Composite Load Model Implementation Update

1. Composite Load ModelImplementation Update Craig Quist, PacifiCorp June 20, 2012 M&VWG Meeting

2. Status at last TSS Meeting(April 25-27, 2012) • WECC got responses from all but one area coordinator, in some cases default data was submitted. • 2012 hs base case would be used, • dyd was initially released for current load model, • dyd with long ID was available shortly thereafter; • Staff needed 2012 ls to be posted before full data is available. • Letter with a recommended report format was distributed. • PTI impacts, RV 32/33 is being modified to accommodate 5000 composite load bus models. • Reports due to PacifiCorp (CQ) by May 15, 2012; • Report to TSS/RS to distributed in July, about one month ahead of fall meetings.

3. Composite Load Model – Status Update… • To date, reports have been received from TID, CAISO, NVE, SNPD, SCE, APS, PG&E, SRP and PAC. Initial Conclusions & Recommendations… • Turlock Irrigation District (TID) • Post-Composite Load Model WCA Results report the newly created bus, not the original bus. This can be confusing. It is recommended that the results being displayed report the original bus, not the new one. • Post Composite Load Model log files suggest there are multiple iterations of the fault being applied. It is recommended to determine if this is true and why it might be happening if it is not the desired results.

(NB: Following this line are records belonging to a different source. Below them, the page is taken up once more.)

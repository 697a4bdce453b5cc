#![deny(
    unsafe_code,
    missing_docs,
    dead_code,
    unused_results,
    non_snake_case,
    unreachable_pub
)]

//! Shared rendering contracts for Cellular Sandbox adapters.

use anyhow::Result as AnyResult;
use cellular_sandbox_core::{Ant, AutomatonKind, CellCoord, CellState, Dimensions, Grid, Heading};
use glam::Vec2;
use std::{error::Error, fmt, time::Duration};

/// RGBA color used when presenting frames.
#[derive(Clone, Copy, Debug, PartialEq)]
pub struct Color {
    /// Red channel intensity in the range 0.0..=1.0.
    pub red: f32,
    /// Green channel intensity in the range 0.0..=1.0.
    pub green: f32,
    /// Blue channel intensity in the range 0.0..=1.0.
    pub blue: f32,
    /// Alpha channel intensity in the range 0.0..=1.0.
    pub alpha: f32,
}

impl Color {
    /// Creates a new color from floating point channels.
    #[must_use]
    pub const fn new(red: f32, green: f32, blue: f32, alpha: f32) -> Self {
        Self {
            red,
            green,
            blue,
            alpha,
        }
    }

    /// Creates an opaque color from byte RGB values.
    #[must_use]
    pub const fn from_rgb_u8(red: u8, green: u8, blue: u8) -> Self {
        Self {
            red: red as f32 / 255.0,
            green: green as f32 / 255.0,
            blue: blue as f32 / 255.0,
            alpha: 1.0,
        }
    }

    /// Converts the color channels back into byte RGB values.
    #[must_use]
    pub fn to_rgb_u8(self) -> [u8; 3] {
        [
            channel_to_u8(self.red),
            channel_to_u8(self.green),
            channel_to_u8(self.blue),
        ]
    }
}

fn channel_to_u8(channel: f32) -> u8 {
    (channel.clamp(0.0, 1.0) * 255.0).round() as u8
}

/// Colors and glyphs used to draw a single automaton.
#[derive(Clone, Copy, Debug, PartialEq)]
pub struct Palette {
    cells: [Color; 4],
    glyphs: [char; 4],
    /// Color used when drawing grid lines.
    pub grid_line: Color,
    /// Color used to fill the window behind the grid.
    pub background: Color,
    /// Color of the Langton's Ant actor, if the automaton has one.
    pub actor: Option<Color>,
}

impl Palette {
    /// Palette for the provided automaton.
    #[must_use]
    pub const fn for_kind(kind: AutomatonKind) -> Self {
        let light = Color::from_rgb_u8(240, 240, 240);
        let dark = Color::from_rgb_u8(40, 40, 40);
        let unused = Color::from_rgb_u8(0, 0, 0);
        match kind {
            AutomatonKind::GameOfLife => Self {
                cells: [light, dark, unused, unused],
                glyphs: ['.', '#', '?', '?'],
                grid_line: Color::from_rgb_u8(200, 200, 200),
                background: light,
                actor: None,
            },
            AutomatonKind::LangtonsAnt => Self {
                cells: [light, dark, unused, unused],
                glyphs: ['.', '#', '?', '?'],
                grid_line: Color::from_rgb_u8(200, 200, 200),
                background: light,
                actor: Some(Color::from_rgb_u8(200, 50, 50)),
            },
            AutomatonKind::Wireworld => Self {
                cells: [
                    Color::from_rgb_u8(0, 0, 0),
                    Color::from_rgb_u8(50, 130, 255),
                    Color::from_rgb_u8(220, 40, 40),
                    Color::from_rgb_u8(220, 220, 40),
                ],
                glyphs: [' ', '@', '~', '='],
                grid_line: Color::from_rgb_u8(60, 60, 60),
                background: Color::from_rgb_u8(0, 0, 0),
                actor: None,
            },
        }
    }

    /// Fill color for a cell holding the provided state.
    ///
    /// States outside the alphabet fall back to the quiescent color.
    #[must_use]
    pub fn cell_color(&self, state: CellState) -> Color {
        self.cells
            .get(usize::from(state.get()))
            .copied()
            .unwrap_or(self.cells[0])
    }

    /// Text glyph for a cell holding the provided state.
    #[must_use]
    pub fn cell_glyph(&self, state: CellState) -> char {
        self.glyphs
            .get(usize::from(state.get()))
            .copied()
            .unwrap_or(self.glyphs[0])
    }
}

/// Glyph drawn for the ant, pointing in its heading.
#[must_use]
pub const fn actor_glyph(heading: Heading) -> char {
    match heading {
        Heading::Up => '^',
        Heading::Right => '>',
        Heading::Down => 'v',
        Heading::Left => '<',
    }
}

/// Translates a position in window pixels into the grid cell beneath it.
///
/// Returns `None` when the position lies outside the grid or the cell size
/// is not a positive finite value.
#[must_use]
pub fn cell_at(position: Vec2, cell_size: f32, dimensions: Dimensions) -> Option<CellCoord> {
    if !cell_size.is_finite() || cell_size <= f32::EPSILON || !position.is_finite() {
        return None;
    }
    if position.x < 0.0 || position.y < 0.0 {
        return None;
    }

    let scaled = position / cell_size;
    let column = scaled.x.floor();
    let row = scaled.y.floor();
    if column >= dimensions.columns() as f32 || row >= dimensions.rows() as f32 {
        return None;
    }

    Some(CellCoord::new(column as u32, row as u32))
}

/// Describes the on-screen layout of the cell grid.
#[derive(Clone, Copy, Debug, PartialEq)]
pub struct GridPresentation {
    /// Size of the grid in cells.
    pub dimensions: Dimensions,
    /// Side length of a single cell expressed in pixels.
    pub cell_size: f32,
}

impl GridPresentation {
    /// Default side length of a cell, matching the desktop sandbox.
    pub const DEFAULT_CELL_SIZE: f32 = 10.0;

    /// Creates a new grid layout descriptor.
    ///
    /// Returns an error when `cell_size` is not a positive finite value.
    pub fn new(
        dimensions: Dimensions,
        cell_size: f32,
    ) -> std::result::Result<Self, RenderingError> {
        if !cell_size.is_finite() || cell_size <= 0.0 {
            return Err(RenderingError::InvalidCellSize { cell_size });
        }

        Ok(Self {
            dimensions,
            cell_size,
        })
    }

    /// Cell beneath a pointer position, if any.
    #[must_use]
    pub fn cell_at(&self, position: Vec2) -> Option<CellCoord> {
        cell_at(position, self.cell_size, self.dimensions)
    }
}

/// Immutable snapshot of a world generation ready to be drawn.
#[derive(Clone, Debug, PartialEq)]
pub struct Scene {
    /// Automaton whose grid was captured.
    pub automaton: AutomatonKind,
    /// Generation counter at capture time.
    pub generation: u64,
    /// Whether playback was running at capture time.
    pub running: bool,
    /// Ant overlay drawn above the grid.
    pub ant: Option<Ant>,
    /// Colors and glyphs used for the captured automaton.
    pub palette: Palette,
    grid: Grid,
}

impl Scene {
    /// Captures the provided grid together with its automaton and actor.
    #[must_use]
    pub fn capture(
        automaton: AutomatonKind,
        grid: &Grid,
        ant: Option<Ant>,
        generation: u64,
    ) -> Self {
        Self {
            automaton,
            generation,
            running: false,
            ant,
            palette: Palette::for_kind(automaton),
            grid: grid.clone(),
        }
    }

    /// Size of the captured grid.
    #[must_use]
    pub fn dimensions(&self) -> Dimensions {
        self.grid.dimensions()
    }

    /// Color to draw at the provided cell, with the ant drawn on top.
    #[must_use]
    pub fn color_at(&self, cell: CellCoord) -> Option<Color> {
        let state = self.grid.get(cell)?;
        match (self.ant_at(cell), self.palette.actor) {
            (Some(_), Some(actor)) => Some(actor),
            _ => Some(self.palette.cell_color(state)),
        }
    }

    /// Glyph to print at the provided cell, with the ant drawn on top.
    #[must_use]
    pub fn glyph_at(&self, cell: CellCoord) -> Option<char> {
        let state = self.grid.get(cell)?;
        Some(match self.ant_at(cell) {
            Some(ant) => actor_glyph(ant.heading),
            None => self.palette.cell_glyph(state),
        })
    }

    /// One-line summary of the captured state for window titles and footers.
    #[must_use]
    pub fn status_line(&self) -> String {
        let dimensions = self.dimensions();
        format!(
            "{} | {}x{} | generation {} | {}",
            self.automaton,
            dimensions.columns(),
            dimensions.rows(),
            self.generation,
            if self.running { "running" } else { "paused" },
        )
    }

    fn ant_at(&self, cell: CellCoord) -> Option<Ant> {
        self.ant.filter(|ant| ant.position == cell)
    }
}

/// Window level configuration handed to a backend.
#[derive(Clone, Debug, PartialEq)]
pub struct Presentation {
    /// Title displayed by the backend.
    pub window_title: String,
    /// Grid layout used to draw the scene.
    pub grid: GridPresentation,
    /// Initial scene to draw.
    pub scene: Scene,
}

impl Presentation {
    /// Creates a new presentation descriptor.
    #[must_use]
    pub fn new<T>(window_title: T, grid: GridPresentation, scene: Scene) -> Self
    where
        T: Into<String>,
    {
        Self {
            window_title: window_title.into(),
            grid,
            scene,
        }
    }
}

/// Input snapshot gathered by adapters before updating the scene.
#[derive(Clone, Copy, Debug, PartialEq, Default)]
pub struct FrameInput {
    /// Cursor position in window pixels, when the pointer is over the window.
    pub cursor: Option<Vec2>,
    /// Whether the primary button went down on this frame.
    pub primary_pressed: bool,
    /// Whether the secondary button went down on this frame.
    pub secondary_pressed: bool,
    /// Whether the primary button is held.
    pub primary_held: bool,
    /// Whether the secondary button is held.
    pub secondary_held: bool,
    /// Whether the user asked to start or stop playback.
    pub toggle_playback: bool,
    /// Whether the user asked for a single generation.
    pub step_once: bool,
    /// Whether the user asked to clear the grid.
    pub clear: bool,
}

/// Decision returned by the scene update closure after each frame.
#[derive(Clone, Copy, Debug, PartialEq, Eq)]
pub enum FrameControl {
    /// Keep presenting frames.
    Continue,
    /// Present the current scene once more and stop.
    Exit,
}

/// Rendering backend capable of presenting Cellular Sandbox scenes.
pub trait RenderingBackend {
    /// Runs the rendering backend until the update closure requests an exit.
    ///
    /// The provided `update_scene` closure receives the frame delta and
    /// per-frame input captured by the adapter, and may replace the scene
    /// before it is rendered.
    fn run<F>(self, presentation: Presentation, update_scene: F) -> AnyResult<()>
    where
        F: FnMut(Duration, FrameInput, &mut Scene) -> FrameControl;
}

/// Errors that can occur when constructing rendering descriptors.
#[derive(Debug, PartialEq)]
pub enum RenderingError {
    /// Cells must have a positive on-screen size.
    InvalidCellSize {
        /// Provided size that failed validation.
        cell_size: f32,
    },
}

impl fmt::Display for RenderingError {
    fn fmt(&self, f: &mut fmt::Formatter<'_>) -> fmt::Result {
        match self {
            Self::InvalidCellSize { cell_size } => {
                write!(f, "cell_size must be positive (received {cell_size})")
            }
        }
    }
}

impl Error for RenderingError {}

4. Composite Load Model – Status Update… • Turlock Irrigation District (TID) [cont.] • The Post-Composite Load Model Transient Stability study took almost twice the time as compared to the Pre-Composite Load Model study. This may or may not be due to the suspected iterations mentioned above. This may or may not be a GE PSLF issue. Transient Stability studies take too long currently so it is recommended to work with GE to streamline the process to keep the length of time to a minimum. • The results of the Post-Composite Load Model Study were comparable to the Pre-Composite Load Model Study. Additional buses reported to have a “violation”. Implementing the load shedding scheme for TID did not change this result.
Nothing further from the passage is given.